Bart Schaefer wrote:
> > One ksh feature which this doesn't cover is the special behaviour in ksh
> > that `typeset -n ref=$1` will use the calling function scope to resolve
> > the target.
> This should also work after patch 4/3.
> % typeset outside=OUTSIDE
> % () {
> typeset -n ref=$1
> print $ref
> } outside
> Or do I misunderstand?

In ksh you could pass "ref" as a parameter and the nameref would provide
access to the outside variable despite the name clash.

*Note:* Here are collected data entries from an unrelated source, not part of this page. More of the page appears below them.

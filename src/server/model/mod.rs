pub(crate) mod config;
pub(crate) mod stats;
use std::sync::{Arc, PoisonError, RwLock};
use std::time::Duration;

use log::info;
use redis::ConnectionInfo;

use crate::server::cache::connection::{CacheConnectionManager, ConnectFailures, Connection};
use crate::server::cache::error::ConnectionError;

/// Pool sizing and borrow behaviour.
#[derive(Debug, Clone, Copy, PartialEq, Eq)]
pub(crate) struct PoolTuning {
    /// maximum concurrent connections, 0 means unbounded
    pub max_total: u32,
    /// maximum idle connections retained
    pub max_idle: u32,
    /// how long a borrower waits, `None` waits indefinitely
    pub max_wait: Option<Duration>,
    /// validate a connection with PING before handing it out
    pub test_on_borrow: bool,
}

/// Which construction path produced the client.
#[derive(Debug, Clone, Copy, PartialEq, Eq)]
pub(crate) enum AuthMode {
    Anonymous,
    Password,
}

struct Inner {
    pool: RwLock<Option<bb8::Pool<CacheConnectionManager>>>,
    failures: ConnectFailures,
    info: ConnectionInfo,
    tuning: PoolTuning,
    auth: AuthMode,
}

/// Shared handle over a cache connection pool. Clones point at the same pool.
#[derive(Clone)]
pub(crate) struct PooledClient(Arc<Inner>);

/// Live pool counters.
#[derive(Debug, Clone, Copy, PartialEq, Eq)]
pub(crate) struct PoolState {
    pub connections: u32,
    pub idle_connections: u32,
}

impl PooledClient {
    pub(crate) fn new(
        pool: bb8::Pool<CacheConnectionManager>,
        failures: ConnectFailures,
        info: ConnectionInfo,
        tuning: PoolTuning,
        auth: AuthMode,
    ) -> Self {
        Self(Arc::new(Inner {
            pool: RwLock::new(Some(pool)),
            failures,
            info,
            tuning,
            auth,
        }))
    }

    pub fn tuning(&self) -> &PoolTuning {
        &self.0.tuning
    }

    pub fn auth_mode(&self) -> AuthMode {
        self.0.auth
    }

    pub fn connection_info(&self) -> &ConnectionInfo {
        &self.0.info
    }

    fn pool(&self) -> Option<bb8::Pool<CacheConnectionManager>> {
        self.0
            .pool
            .read()
            .unwrap_or_else(PoisonError::into_inner)
            .clone()
    }

    /// borrow a connection, waiting at most `max_wait`. The first borrow opens the first connection.
    ///
    /// A connect attempt failing while this borrow waits ends it with
    /// [`ConnectionError::Backend`], even when `max_wait` is indefinite.
    pub async fn borrow(&self) -> Result<Connection, ConnectionError> {
        let pool = self.pool().ok_or(ConnectionError::Closed)?;
        let mut failures = self.0.failures.subscribe();
        let get = pool.get_owned();
        tokio::pin!(get);
        loop {
            tokio::select! {
                res = &mut get => return Ok(res?),
                changed = failures.changed() => {
                    changed.map_err(|_| ConnectionError::Closed)?;
                    let failure = failures.borrow_and_update().clone();
                    if let Some(failure) = failure {
                        return Err(ConnectionError::from(redis::RedisError::from(failure)));
                    }
                }
            }
        }
    }

    /// hand a connection back to the pool, same as dropping it.
    pub fn release(&self, conn: Connection) {
        drop(conn);
    }

    /// detach the pool, later borrows fail. Idle connections go away once borrowed ones are returned.
    pub fn close(&self) {
        let pool = self
            .0
            .pool
            .write()
            .unwrap_or_else(PoisonError::into_inner)
            .take();
        if pool.is_some() {
            info!("cache pool closed");
        }
    }

    pub fn is_closed(&self) -> bool {
        self.pool().is_none()
    }

    pub fn state(&self) -> PoolState {
        match self.pool() {
            Some(pool) => {
                let state = pool.state();
                PoolState {
                    connections: state.connections,
                    idle_connections: state.idle_connections,
                }
            }
            None => PoolState {
                connections: 0,
                idle_connections: 0,
            },
        }
    }
}

#[cfg(test)]
mod tests {
    use crate::server::cache::factory::build;
    use crate::server::model::config::ConnectionConfig;
    use super::*;

    fn unreachable_config() -> ConnectionConfig {
        ConnectionConfig {
            host: "127.0.0.1".to_string(),
            port: 1,
            password: None,
            max_active: 2,
            max_idle: 2,
            max_wait_millis: 200,
            test_on_borrow: false,
        }
    }

    #[actix_web::test]
    async fn test_new_pool_is_empty() {
        let client = build(&unreachable_config()).unwrap();
        assert_eq!(client.state(), PoolState { connections: 0, idle_connections: 0 });
        assert!(!client.is_closed());
    }

    #[actix_web::test]
    async fn test_clones_share_pool() {
        let client = build(&unreachable_config()).unwrap();
        let other = client.clone();
        other.close();
        assert!(client.is_closed());
    }

    #[actix_web::test]
    async fn test_borrow_after_close() {
        let client = build(&unreachable_config()).unwrap();
        client.close();
        client.close(); // second close is a no-op
        assert!(matches!(client.borrow().await, Err(ConnectionError::Closed)));
        assert_eq!(client.state(), PoolState { connections: 0, idle_connections: 0 });
    }

    #[actix_web::test]
    async fn test_borrow_unreachable_backend() {
        let client = build(&unreachable_config()).unwrap();
        assert!(matches!(client.borrow().await, Err(ConnectionError::Backend { .. })));
        assert_eq!(client.state(), PoolState { connections: 0, idle_connections: 0 });
    }

    #[actix_web::test]
    async fn test_borrow_unreachable_backend_waiting_indefinitely() {
        let client = build(&ConnectionConfig {
            max_wait_millis: -1,
            ..unreachable_config()
        })
        .unwrap();
        assert_eq!(client.tuning().max_wait, None);
        let res = tokio::time::timeout(Duration::from_secs(5), client.borrow())
            .await
            .expect("borrow should fail once the connect attempt fails");
        assert!(matches!(res, Err(ConnectionError::Backend { .. })));

        // a second borrow reports its own failure, not a stale one
        let res = tokio::time::timeout(Duration::from_secs(5), client.borrow())
            .await
            .expect("borrow should fail once the connect attempt fails");
        assert!(matches!(res, Err(ConnectionError::Backend { .. })));
    }

    #[actix_web::test]
    async fn test_borrow_timeout_maps_to_timeout() {
        let e = ConnectionError::from(bb8::RunError::<redis::RedisError>::TimedOut);
        assert!(matches!(e, ConnectionError::Timeout));
    }
}
use std::fmt;
use std::net::SocketAddrV4;
use std::str::FromStr;

use crate::server::cache::error::ConfigurationError;
use crate::server::cache::holder::ApplicationContext;

/// Server configs
#[derive(Debug)]
pub(crate) struct ServerConfig {
    pub addr: SocketAddrV4,
    /// decides whether the cache client gets registered
    pub context: ApplicationContext,
    pub cache: ConnectionConfig,
}

impl ServerConfig {
    pub fn new(addr: SocketAddrV4, context: ApplicationContext, cache: ConnectionConfig) -> Self {
        Self {
            addr,
            context,
            cache,
        }
    }
}

const DEFAULT_HOST: &str = "localhost";
const DEFAULT_PORT: i32 = 6379;
const DEFAULT_MAX_ACTIVE: u32 = 8;
const DEFAULT_MAX_IDLE: u32 = 8;
const DEFAULT_MAX_WAIT_MILLIS: i64 = -1;

/// Cache connection properties, read once at startup.
#[derive(Clone, PartialEq, Eq, Hash)]
pub(crate) struct ConnectionConfig {
    pub host: String,
    pub port: i32,
    /// empty or absent means no authentication
    pub password: Option<String>,
    /// 0 means unbounded
    pub max_active: u32,
    pub max_idle: u32,
    /// -1 waits indefinitely
    pub max_wait_millis: i64,
    pub test_on_borrow: bool,
}

impl Default for ConnectionConfig {
    fn default() -> Self {
        Self {
            host: DEFAULT_HOST.to_string(),
            port: DEFAULT_PORT,
            password: None,
            max_active: DEFAULT_MAX_ACTIVE,
            max_idle: DEFAULT_MAX_IDLE,
            max_wait_millis: DEFAULT_MAX_WAIT_MILLIS,
            test_on_borrow: false,
        }
    }
}

// keep the password out of logs
impl fmt::Debug for ConnectionConfig {
    fn fmt(&self, f: &mut fmt::Formatter<'_>) -> fmt::Result {
        f.debug_struct("ConnectionConfig")
            .field("host", &self.host)
            .field("port", &self.port)
            .field("password", &self.password.as_ref().map(|_| "***"))
            .field("max_active", &self.max_active)
            .field("max_idle", &self.max_idle)
            .field("max_wait_millis", &self.max_wait_millis)
            .field("test_on_borrow", &self.test_on_borrow)
            .finish()
    }
}

impl ConnectionConfig {
    /// read `REDIS_*` variables from the process environment
    pub fn from_env() -> Result<Self, ConfigurationError> {
        Self::from_lookup(|key| std::env::var(key).ok())
    }

    /// read properties through `lookup`, unset keys fall back to defaults
    pub fn from_lookup<F>(lookup: F) -> Result<Self, ConfigurationError>
    where
        F: Fn(&str) -> Option<String>,
    {
        let defaults = Self::default();
        Ok(Self {
            host: lookup("REDIS_HOST").unwrap_or(defaults.host),
            port: parse(&lookup, "REDIS_PORT")?.unwrap_or(defaults.port),
            password: lookup("REDIS_PASSWORD"),
            max_active: parse(&lookup, "REDIS_MAX_ACTIVE")?.unwrap_or(defaults.max_active),
            max_idle: parse(&lookup, "REDIS_MAX_IDLE")?.unwrap_or(defaults.max_idle),
            max_wait_millis: parse(&lookup, "REDIS_MAX_WAIT")?.unwrap_or(defaults.max_wait_millis),
            test_on_borrow: parse(&lookup, "REDIS_TEST_ON_BORROW")?.unwrap_or(defaults.test_on_borrow),
        })
    }
}

fn parse<F, T>(lookup: &F, key: &'static str) -> Result<Option<T>, ConfigurationError>
where
    F: Fn(&str) -> Option<String>,
    T: FromStr,
{
    match lookup(key) {
        None => Ok(None),
        Some(value) => match value.trim().parse() {
            Ok(v) => Ok(Some(v)),
            Err(_) => Err(ConfigurationError::InvalidValue { key, value }),
        },
    }
}

#[cfg(test)]
mod tests {
    use std::collections::HashMap;
    use super::*;

    fn lookup_from(pairs: &[(&str, &str)]) -> impl Fn(&str) -> Option<String> {
        let map: HashMap<String, String> = pairs
            .iter()
            .map(|(k, v)| (k.to_string(), v.to_string()))
            .collect();
        move |key| map.get(key).cloned()
    }

    #[test]
    fn test_defaults_when_unset() {
        let config = ConnectionConfig::from_lookup(|_| None).unwrap();
        assert_eq!(config, ConnectionConfig::default());
        assert_eq!(config.host, "localhost");
        assert_eq!(config.port, 6379);
        assert_eq!(config.max_wait_millis, -1);
    }

    #[test]
    fn test_overrides() {
        let config = ConnectionConfig::from_lookup(lookup_from(&[
            ("REDIS_HOST", "cache.local"),
            ("REDIS_PORT", "6380"),
            ("REDIS_PASSWORD", "secret"),
            ("REDIS_MAX_ACTIVE", "16"),
            ("REDIS_MAX_IDLE", "4"),
            ("REDIS_MAX_WAIT", " 2000 "),
            ("REDIS_TEST_ON_BORROW", "true"),
        ]))
        .unwrap();
        assert_eq!(
            config,
            ConnectionConfig {
                host: "cache.local".to_string(),
                port: 6380,
                password: Some("secret".to_string()),
                max_active: 16,
                max_idle: 4,
                max_wait_millis: 2000,
                test_on_borrow: true,
            }
        );
    }

    #[test]
    fn test_malformed_value() {
        let res = ConnectionConfig::from_lookup(lookup_from(&[("REDIS_MAX_IDLE", "-3")]));
        match res {
            Err(ConfigurationError::InvalidValue { key, value }) => {
                assert_eq!(key, "REDIS_MAX_IDLE");
                assert_eq!(value, "-3");
            }
            other => panic!("unexpected {:?}", other),
        }
        assert!(ConnectionConfig::from_lookup(lookup_from(&[("REDIS_TEST_ON_BORROW", "yes")])).is_err());
    }

    #[test]
    fn test_debug_hides_password() {
        let config = ConnectionConfig {
            password: Some("secret".to_string()),
            ..Default::default()
        };
        let out = format!("{:?}", config);
        assert!(!out.contains("secret"));
        assert!(out.contains("***"));
    }
}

> > The positional parameters are special-cased which I
> > find rather ugly.
> There's nothing explaining this in "man ksh93", can you point me
> somewhere?  Not that your description makes this sound particular
> attractive.

The manual does seem rather vague on this. I've long been aware of it so
the detail may have come to me via the old ast-ksh lists. But to

% function f {
>   typeset out=99 var=$1
>   nameref ref1=$1
>   nameref ref2=$var
>   echo f: $ref1 $ref2
>   ref1=1
>   ref2=2
> }
% out=0
% f out
f: 0 99
% echo $out

So $1 as the target of a nameref is special. I don't especially like
this. Everywhere else in the shell, a variable reference like $1 is no
different from using the text it would expand to explicitly. I don't
think we need to worry about the level of ksh93 compatibility here
because our default dynamic scoping mean a ksh script will work if
variable names don't clash.

> > You could overload -u or -U for indicating Tcl-like
> > uplevel.
> It'd be easier to overload "-i N" for this since it already populates
> the "base" integer in Param.

Not with the right number, though. Tcl's uplevel gives a distance (up the
procedure calling stack) to move. 1 being the default. You can prefix
with # to get an absolute level but that doesn't seem especially useful.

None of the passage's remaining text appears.